Perché la letteratura è così preziosa per la vita di ognuno noi? Una domanda indubbiamente complessa e divisiva, da cui potrebbero scaturire innumerevoli risposte, e tutte decisamente valide: qualcuno potrebbe tirare in ballo quella curiosa sensazione di piacere che si impossessa della nostra mente quando lasciamo che le sue intriganti finzioni ci affabulino. Altri elogerebbero la sua funzione di nutrice della fantasia, altrimenti perennemente prigioniera di un’asfittica routine. Ma se ci fermassimo soltanto a queste gettonate considerazioni, rischieremmo di mancare il bersaglio. Prima di tutto, infatti, la letteratura è salutare. Insegna a diffidare dei distributori di certezze, ad individuare e smontare i meccanismi di falsificazione, a mettere in discussione ogni traguardo raggiunto e la conseguente tentazione di sentirci appagati. È una necessità esistenziale prima ancora che intellettuale. Non sempre, tuttavia, le è stato riconosciuto tale valore e diversi sono stati gli autori bollati di un immobilismo emotivo e artistico del tutto lontano dalla realtà dei fatti. Così Leopardi è stato etichettato come il Pessimista per antonomasia, D’Annunzio come il poeta del piacere sfrenato, Svevo come il goffo cantore degli inetti. A questa rigida classificazione non è sfuggito nemmeno il nostro Giovanni Verga con i suoi Malavoglia.

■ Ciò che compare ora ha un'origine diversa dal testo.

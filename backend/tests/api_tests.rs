//! HTTP API tests
//!
//! Exercise the router end to end against the in-memory stores.

use std::sync::Arc;

use axum::{
    body::Body,
    http::{header, Method, Request, StatusCode},
    Router,
};
use roast_server::store::{InMemoryProfileStore, InMemoryRealtimeStore};
use roast_server::{create_app, AppState, Config};
use serde_json::{json, Value};
use tower::ServiceExt;

fn router() -> Router {
    let state = AppState::new(
        Config::default(),
        Arc::new(InMemoryRealtimeStore::new()),
        Arc::new(InMemoryProfileStore::new()),
    );
    create_app(state)
}

async fn send(app: &Router, method: Method, uri: &str, body: Option<Value>) -> (StatusCode, Value) {
    let builder = Request::builder().method(method).uri(uri);
    let request = match body {
        Some(json) => builder
            .header(header::CONTENT_TYPE, "application/json")
            .body(Body::from(json.to_string()))
            .unwrap(),
        None => builder.body(Body::empty()).unwrap(),
    };

    let response = app.clone().oneshot(request).await.unwrap();
    let status = response.status();
    let bytes = axum::body::to_bytes(response.into_body(), usize::MAX)
        .await
        .unwrap();
    let value = serde_json::from_slice(&bytes).unwrap_or(Value::Null);
    (status, value)
}

fn manual_settings() -> Value {
    json!({
        "targetTemperature": 180.0,
        "maxSafetyTemp": 220.0,
        "autoShutoffEnabled": true,
        "timerEnabled": false,
        "timerDuration": 5
    })
}

// ============================================================================
// Health and realtime
// ============================================================================

#[tokio::test]
async fn test_health_reports_stores() {
    let app = router();
    let (status, body) = send(&app, Method::GET, "/api/v1/health", None).await;
    assert_eq!(status, StatusCode::OK);
    assert_eq!(body["status"], "healthy");
    assert_eq!(body["realtime"], "connected");
    assert_eq!(body["profiles"], "connected");
}

#[tokio::test]
async fn test_realtime_field_roundtrip_and_validation() {
    let app = router();

    let (status, _) = send(
        &app,
        Method::PUT,
        "/api/v1/realtime/temperature",
        Some(json!(151.5)),
    )
    .await;
    assert_eq!(status, StatusCode::OK);

    let (status, body) = send(&app, Method::GET, "/api/v1/realtime/temperature", None).await;
    assert_eq!(status, StatusCode::OK);
    assert_eq!(body, json!(151.5));

    let (status, body) = send(&app, Method::PUT, "/api/v1/realtime/fanSpeed", Some(json!(3))).await;
    assert_eq!(status, StatusCode::NOT_FOUND);
    assert_eq!(body["error"]["code"], "NOT_FOUND");

    let (status, body) = send(&app, Method::PUT, "/api/v1/realtime/heater", Some(json!(1))).await;
    assert_eq!(status, StatusCode::BAD_REQUEST);
    assert_eq!(body["error"]["code"], "BAD_REQUEST");
}

// ============================================================================
// Roast sessions
// ============================================================================

#[tokio::test]
async fn test_auto_start_rejected_while_manual_roast_runs() {
    let app = router();

    let (status, body) = send(
        &app,
        Method::POST,
        "/api/v1/roast/manual/start",
        Some(manual_settings()),
    )
    .await;
    assert_eq!(status, StatusCode::OK);
    assert_eq!(body["isRoasting"], true);

    let (status, body) = send(&app, Method::POST, "/api/v1/roast/auto/start", None).await;
    assert_eq!(status, StatusCode::CONFLICT);
    assert_eq!(body["error"]["code"], "CONFLICT");

    let (_, body) = send(&app, Method::GET, "/api/v1/notifications", None).await;
    let titles: Vec<_> = body
        .as_array()
        .unwrap()
        .iter()
        .map(|n| n["title"].as_str().unwrap_or_default().to_string())
        .collect();
    assert!(titles.contains(&"Roasting Started".to_string()));
}

#[tokio::test]
async fn test_simultaneous_starts_admit_one_mode() {
    let app = router();
    let (status, _) = send(&app, Method::POST, "/api/v1/roast/auto/start", None).await;
    assert_eq!(status, StatusCode::OK);

    let ((manual, _), (auto, _)) = tokio::join!(
        send(
            &app,
            Method::POST,
            "/api/v1/roast/manual/start",
            Some(manual_settings()),
        ),
        send(
            &app,
            Method::POST,
            "/api/v1/roast/auto/preheat",
            Some(json!({ "preHeatTargetTemp": 180.0 })),
        ),
    );

    let mut statuses = vec![manual, auto];
    statuses.sort();
    assert_eq!(statuses, vec![StatusCode::OK, StatusCode::CONFLICT]);
}

#[tokio::test]
async fn test_auto_session_errors_map_to_status_codes() {
    let app = router();

    let (status, body) = send(&app, Method::POST, "/api/v1/roast/auto/start", None).await;
    assert_eq!(status, StatusCode::OK);
    assert_eq!(body["modalType"], "preHeatEntry");
    assert_eq!(body["isModalOpen"], true);

    let (status, body) = send(
        &app,
        Method::POST,
        "/api/v1/roast/auto/preheat",
        Some(json!({ "preHeatTargetTemp": 250.0 })),
    )
    .await;
    assert_eq!(status, StatusCode::BAD_REQUEST);
    assert_eq!(body["error"]["code"], "VALIDATION_ERROR");
    assert_eq!(body["error"]["field"], "pre_heat_target_temp");

    let (status, body) = send(&app, Method::POST, "/api/v1/roast/auto/beans-inserted", None).await;
    assert_eq!(status, StatusCode::CONFLICT);
    assert_eq!(body["error"]["code"], "INVALID_STATE_TRANSITION");

    let (status, body) = send(
        &app,
        Method::POST,
        "/api/v1/roast/auto/preheat",
        Some(json!({ "preHeatTargetTemp": 180.0 })),
    )
    .await;
    assert_eq!(status, StatusCode::OK);
    assert_eq!(body["status"], "preheating");
    assert_eq!(body["preHeatTargetTemp"], 180.0);

    let (status, body) = send(&app, Method::POST, "/api/v1/roast/auto/stop", None).await;
    assert_eq!(status, StatusCode::OK);
    assert_eq!(body["status"], "idle");
}

// ============================================================================
// Profiles and dashboard
// ============================================================================

#[tokio::test]
async fn test_profile_crud_and_metrics() {
    let app = router();

    let (status, body) = send(&app, Method::GET, "/api/v1/dashboard/metrics", None).await;
    assert_eq!(status, StatusCode::OK);
    assert_eq!(body, Value::Null);

    let (status, created) = send(
        &app,
        Method::POST,
        "/api/v1/profiles",
        Some(json!({
            "name": "Kenya Nyeri",
            "roastLevel": "medium",
            "duration": 660,
            "targetTemperature": 185.0,
            "dropTemperature": 205.0
        })),
    )
    .await;
    assert_eq!(status, StatusCode::CREATED);
    let id = created["id"].as_str().unwrap().to_string();

    let (status, body) = send(&app, Method::GET, &format!("/api/v1/profiles/{}", id), None).await;
    assert_eq!(status, StatusCode::OK);
    assert_eq!(body["name"], "Kenya Nyeri");

    let (_, body) = send(&app, Method::GET, "/api/v1/profiles?search=nyeri", None).await;
    assert_eq!(body.as_array().unwrap().len(), 1);
    let (_, body) = send(&app, Method::GET, "/api/v1/profiles?roastLevel=dark", None).await;
    assert!(body.as_array().unwrap().is_empty());

    let (status, body) = send(&app, Method::GET, "/api/v1/dashboard/metrics", None).await;
    assert_eq!(status, StatusCode::OK);
    assert_eq!(body["profileSum"], 1);
    assert_eq!(body["recentProfile"], "Kenya Nyeri");
    assert_eq!(body["maxDropTemperature"], 205.0);

    let (status, body) = send(
        &app,
        Method::PUT,
        &format!("/api/v1/profiles/{}", id),
        Some(json!({ "name": "Kenya Nyeri AA", "dropTemperature": 208.0 })),
    )
    .await;
    assert_eq!(status, StatusCode::OK);
    assert_eq!(body["name"], "Kenya Nyeri AA");

    let (status, _) = send(&app, Method::DELETE, &format!("/api/v1/profiles/{}", id), None).await;
    assert_eq!(status, StatusCode::NO_CONTENT);

    let (status, body) = send(&app, Method::GET, &format!("/api/v1/profiles/{}", id), None).await;
    assert_eq!(status, StatusCode::NOT_FOUND);
    assert_eq!(body["error"]["code"], "NOT_FOUND");
}

#[tokio::test]
async fn test_profile_validation_errors() {
    let app = router();

    let (status, body) = send(
        &app,
        Method::POST,
        "/api/v1/profiles",
        Some(json!({ "name": "", "dropTemperature": 350.0 })),
    )
    .await;
    assert_eq!(status, StatusCode::BAD_REQUEST);
    assert_eq!(body["error"]["code"], "VALIDATION_ERROR");
    assert_eq!(body["error"]["fields"].as_array().unwrap().len(), 2);
}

Generazioni di studenti si sono sentiti dire quanto il nostro illustre conterraneo fosse un burbero conservatore, un uomo disincantato e immalinconito, incapace anche solo di intravedere un barlume di sana speranza in quel mondo amaramente fotografato dalla sua penna. Non c’è possibilità di felicità, o di redenzione, tra le pagine verghiane, almeno secondo una lettura deterministica e preconfezionata, che fa dei cosiddetti “vinti” il paradigma universale dei suoi personaggi. E proprio I Malavoglia sono stati spesso eretti a monumeto di questa presunta incurabile tristezza. Peccato, però, che un’analisi più attenta del finale ci sveli in realtà un Verga meno conosciuto, eppure più autentico, più aggrappato alle utopie che ci rendono uomini. Gli ultimi eventi dell’epopea della famiglia di pescatori ci raccontano sì della morte di Padron ‘Ntoni e della partenza definitiva di ‘Ntoni, ma anche e soprattutto della riconquista della tanto amata Casa del Nespolo, andata originariamente perduta per saldare i debiti accumulati dopo il naufragio della Provvidenza. Così Verga racconta il dialogo tra i familiari e il capofamiglia ormai in fin di vita: «Quando gli narrarono poi che avevano riscattato la Casa del Nespolo, e volevano portarselo a Trezza di nuovo, rispose di sì, e di sì, cogli occhi, che gli tornavano a luccicare, e quasi faceva la bocca a riso, quel riso della gente che non ride più, o che ride per l’ultima volta, e vi rimane fitto nel cuore come un coltello». Padron ‘Ntoni non arriverà a rivedere la tanto amata abitazione: ma questo dato non è l’apice di una catena di drammi, ma l’inizio della rinascita. Tutto, anzi, si conclude con una perfetta circolarità: a riscattare la casa è Alessi, il più giovane dei nipoti, rimasto ostinatamente convinto della bontà dei suoi ideali. Attaccato fin da piccolo al nonno, ne ha assorbito la saggezza – come se rinascesse in lui – e l’ha saputa tramutare in spinta verso il futuro: anche lui si innesta nel solco della tradizione facendo il pescatore ed è proprio con i soldi della sua fatica che il sogno di ricomporre il nucleo familiare disgregatosi può avverarsi. Il sorriso affaticato di Padron ‘Ntoni non è il simbolo dell’estrema illusione frustrata una volta di più dai capricci della sorte: ma il raggiungimento della pace. Di un frammento inalienabile di felicità.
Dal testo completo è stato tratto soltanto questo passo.